Hermann Philipp Wilhelm von der Hude (2 June 1830, Lübeck – 4 June 1908, Charlottenburg) was a German architect, in the Historical style.

==Life and work ==
He came from a family of pewter makers; established in Lübeck since the 17th century. After completing his secondary education at the Katharineum in 1849, he was apprenticed to Ferdinand von Arnim in Potsdam. In 1850, he enrolled at the Bauakademie. While attending, he worked with Friedrich August Stüler on his plans for the Berliner Dom. When he studies were complete, he received temporary assignments, working on public structures, such as the Dirschauer Bridge, as well as managing the construction of residential buildings.

In 1855, he took a study trip to Italy.
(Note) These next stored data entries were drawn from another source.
//! `TestVector`: an ordered PPI assignment, with an optional auxiliary
//! previous-time-frame assignment for transition faults.

use std::fmt;

use crate::value::Value3;

use super::node::NodeId;

/// An assignment of [`Value3`] to every PPI of a netlist, in the fixed
/// order [`super::Netlist::ppis`] returns. Equality and hashing only
/// consider the defined-bit pattern: two X lanes compare equal to each
/// other, but a defined lane never compares equal to an X lane in the
/// same position — an X lane is itself part of the pattern's identity,
/// not a wildcard over comparison.
#[derive(Clone, Debug)]
pub struct TestVector {
    /// One entry per PPI, same order as `Netlist::ppis()`.
    values: Vec<Value3>,
    /// Present only for transition-delay faults: the PPI assignment of
    /// the time frame immediately before this one (the "launch" vector),
    /// same order and length as `values`.
    previous: Option<Vec<Value3>>,
}

impl TestVector {
    pub fn all_x(n_ppis: usize) -> TestVector {
        TestVector {
            values: vec![Value3::X; n_ppis],
            previous: None,
        }
    }

    pub fn from_values(values: Vec<Value3>) -> TestVector {
        TestVector {
            values,
            previous: None,
        }
    }

    pub fn with_previous(values: Vec<Value3>, previous: Vec<Value3>) -> TestVector {
        debug_assert_eq!(values.len(), previous.len());
        TestVector {
            values,
            previous: Some(previous),
        }
    }

    pub fn len(&self) -> usize {
        self.values.len()
    }

    pub fn is_empty(&self) -> bool {
        self.values.is_empty()
    }

    pub fn get(&self, i: usize) -> Value3 {
        self.values[i]
    }

    pub fn set(&mut self, i: usize, v: Value3) {
        self.values[i] = v;
    }

    pub fn values(&self) -> &[Value3] {
        &self.values
    }

    pub fn previous(&self) -> Option<&[Value3]> {
        self.previous.as_deref()
    }

    pub fn has_previous(&self) -> bool {
        self.previous.is_some()
    }

    /// Fill every still-X lane with a value from `fill`, used by `Rtpg`
    /// to turn a DTPG-computed sufficient condition into a fully defined
    /// pattern before it is handed to a real tester.
    pub fn fill_x(&mut self, mut fill: impl FnMut() -> bool) {
        for v in &mut self.values {
            if v.is_x() {
                *v = Value3::from_bool(fill());
            }
        }
        if let Some(prev) = &mut self.previous {
            for v in prev {
                if v.is_x() {
                    *v = Value3::from_bool(fill());
                }
            }
        }
    }
}

impl PartialEq for TestVector {
    fn eq(&self, other: &Self) -> bool {
        if self.values.len() != other.values.len() {
            return false;
        }
        let defined_eq = |a: &[Value3], b: &[Value3]| {
            a.iter().zip(b).all(|(x, y)| match (x.as_bool(), y.as_bool()) {
                (Some(bx), Some(by)) => bx == by,
                (None, None) => true,
                _ => false,
            })
        };
        if !defined_eq(&self.values, &other.values) {
            return false;
        }
        match (&self.previous, &other.previous) {
            (Some(a), Some(b)) => defined_eq(a, b),
            (None, None) => true,
            _ => false,
        }
    }
}
impl Eq for TestVector {}

impl std::hash::Hash for TestVector {
    fn hash<H: std::hash::Hasher>(&self, state: &mut H) {
        for v in &self.values {
            v.as_bool().hash(state);
        }
        if let Some(prev) = &self.previous {
            for v in prev {
                v.as_bool().hash(state);
            }
        }
    }
}

impl fmt::Display for TestVector {
    fn fmt(&self, f: &mut fmt::Formatter) -> fmt::Result {
        for v in &self.values {
            write!(f, "{}", v)?;
        }
        Ok(())
    }
}

/// A PPI-indexed lookup from [`NodeId`] to position in a [`TestVector`],
/// built once per `Netlist` and shared by every consumer that needs to
/// translate between node ids and vector positions (`Fsim`, `Rtpg`,
/// the `Justifier`).
#[derive(Clone, Debug)]
pub struct PpiIndex {
    pos: std::collections::HashMap<NodeId, usize>,
    ids: Vec<NodeId>,
}

impl PpiIndex {
    pub fn build(ppis: &[NodeId]) -> PpiIndex {
        let pos = ppis.iter().enumerate().map(|(i, &n)| (n, i)).collect();
        PpiIndex {
            pos,
            ids: ppis.to_vec(),
        }
    }

    pub fn position(&self, id: NodeId) -> Option<usize> {
        self.pos.get(&id).copied()
    }

    pub fn node_at(&self, pos: usize) -> NodeId {
        self.ids[pos]
    }

    pub fn len(&self) -> usize {
        self.ids.len()
    }

    pub fn is_empty(&self) -> bool {
        self.ids.is_empty()
    }
}

#[cfg(test)]
mod tests {
    use super::*;

    #[test]
    fn test_x_lanes_compare_equal() {
        let a = TestVector::from_values(vec![Value3::Zero, Value3::X, Value3::One]);
        let b = TestVector::from_values(vec![Value3::Zero, Value3::X, Value3::One]);
        assert_eq!(a, b);
    }

    #[test]
    fn test_defined_mismatch() {
        let a = TestVector::from_values(vec![Value3::Zero]);
        let b = TestVector::from_values(vec![Value3::One]);
        assert_ne!(a, b);
    }

    #[test]
    fn test_x_vs_defined_not_equal() {
        let a = TestVector::from_values(vec![Value3::X]);
        let b = TestVector::from_values(vec![Value3::Zero]);
        assert_ne!(a, b);
    }
}
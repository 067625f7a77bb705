//! Levelized event queue for incremental propagation.
//!
//! One bucket per structural level, drained from the lowest non-empty
//! level up, with a per-node "scheduled" flag so a node is never queued
//! twice in the same pass. Level buckets are used here instead of a
//! heap keyed directly on node id because a transition fault's two
//! time-frame view reuses node ids across frames; the level is computed
//! with respect to that view rather than the raw id.

use crate::netlist::NodeId;

#[derive(Debug)]
pub struct EventQueue {
    levels: Vec<Vec<NodeId>>,
    scheduled: Vec<bool>,
    cursor: usize,
}

impl EventQueue {
    /// `nb_nodes` sizes the scheduled-flag table; `nb_levels` the bucket
    /// array (one more than the netlist's maximum level).
    pub fn new(nb_nodes: usize, nb_levels: usize) -> EventQueue {
        EventQueue {
            levels: vec![Vec::new(); nb_levels + 1],
            scheduled: vec![false; nb_nodes],
            cursor: 0,
        }
    }

    pub fn put(&mut self, node: NodeId, level: u32) {
        if self.scheduled[node.index()] {
            return;
        }
        self.scheduled[node.index()] = true;
        self.levels[level as usize].push(node);
        if (level as usize) < self.cursor {
            self.cursor = level as usize;
        }
    }

    pub fn get(&mut self) -> Option<NodeId> {
        while self.cursor < self.levels.len() {
            if let Some(node) = self.levels[self.cursor].pop() {
                self.scheduled[node.index()] = false;
                return Some(node);
            }
            self.cursor += 1;
        }
        None
    }

    pub fn is_empty(&self) -> bool {
        self.cursor >= self.levels.len()
    }
}

#[cfg(test)]
mod tests {
    use super::*;

    #[test]
    fn test_drains_non_decreasing_level() {
        let mut q = EventQueue::new(4, 5);
        q.put(NodeId(3), 3);
        q.put(NodeId(1), 1);
        q.put(NodeId(2), 1);
        assert_eq!(q.get(), Some(NodeId(2)));
        assert_eq!(q.get(), Some(NodeId(1)));
        assert_eq!(q.get(), Some(NodeId(3)));
        assert_eq!(q.get(), None);
    }

    #[test]
    fn test_dedups_within_pass() {
        let mut q = EventQueue::new(2, 2);
        q.put(NodeId(0), 0);
        q.put(NodeId(0), 0);
        assert_eq!(q.get(), Some(NodeId(0)));
        assert_eq!(q.get(), None);
    }
}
When he returned, he passed the Master Builder examination (1857) and, that same year, won the Schinkelpreis, awarded by the Architektenverein zu Berlin, with a design for the new Berlin City Hall. This was followed by further trips, to England and France, and his appointment as "Royal Government Builder'. From 1860, he ran his own architectural office, in partnership with Julius Hennicke. By 1862, he had already resigned from the Civil Service, to devote all of his time to his private practice.

He and Hennicke designed residential and commercial buildings, as well as hotels, notably the Kaiserhof (1874) and the Central-Hotel, on Friedrichstraße. Their Lessing Theater (1887), was the first new theatre built in Berlin since the 1860s. All three buildings were destroyed in World War II. The company was dissolved in 1892, and Hennicke died not long after.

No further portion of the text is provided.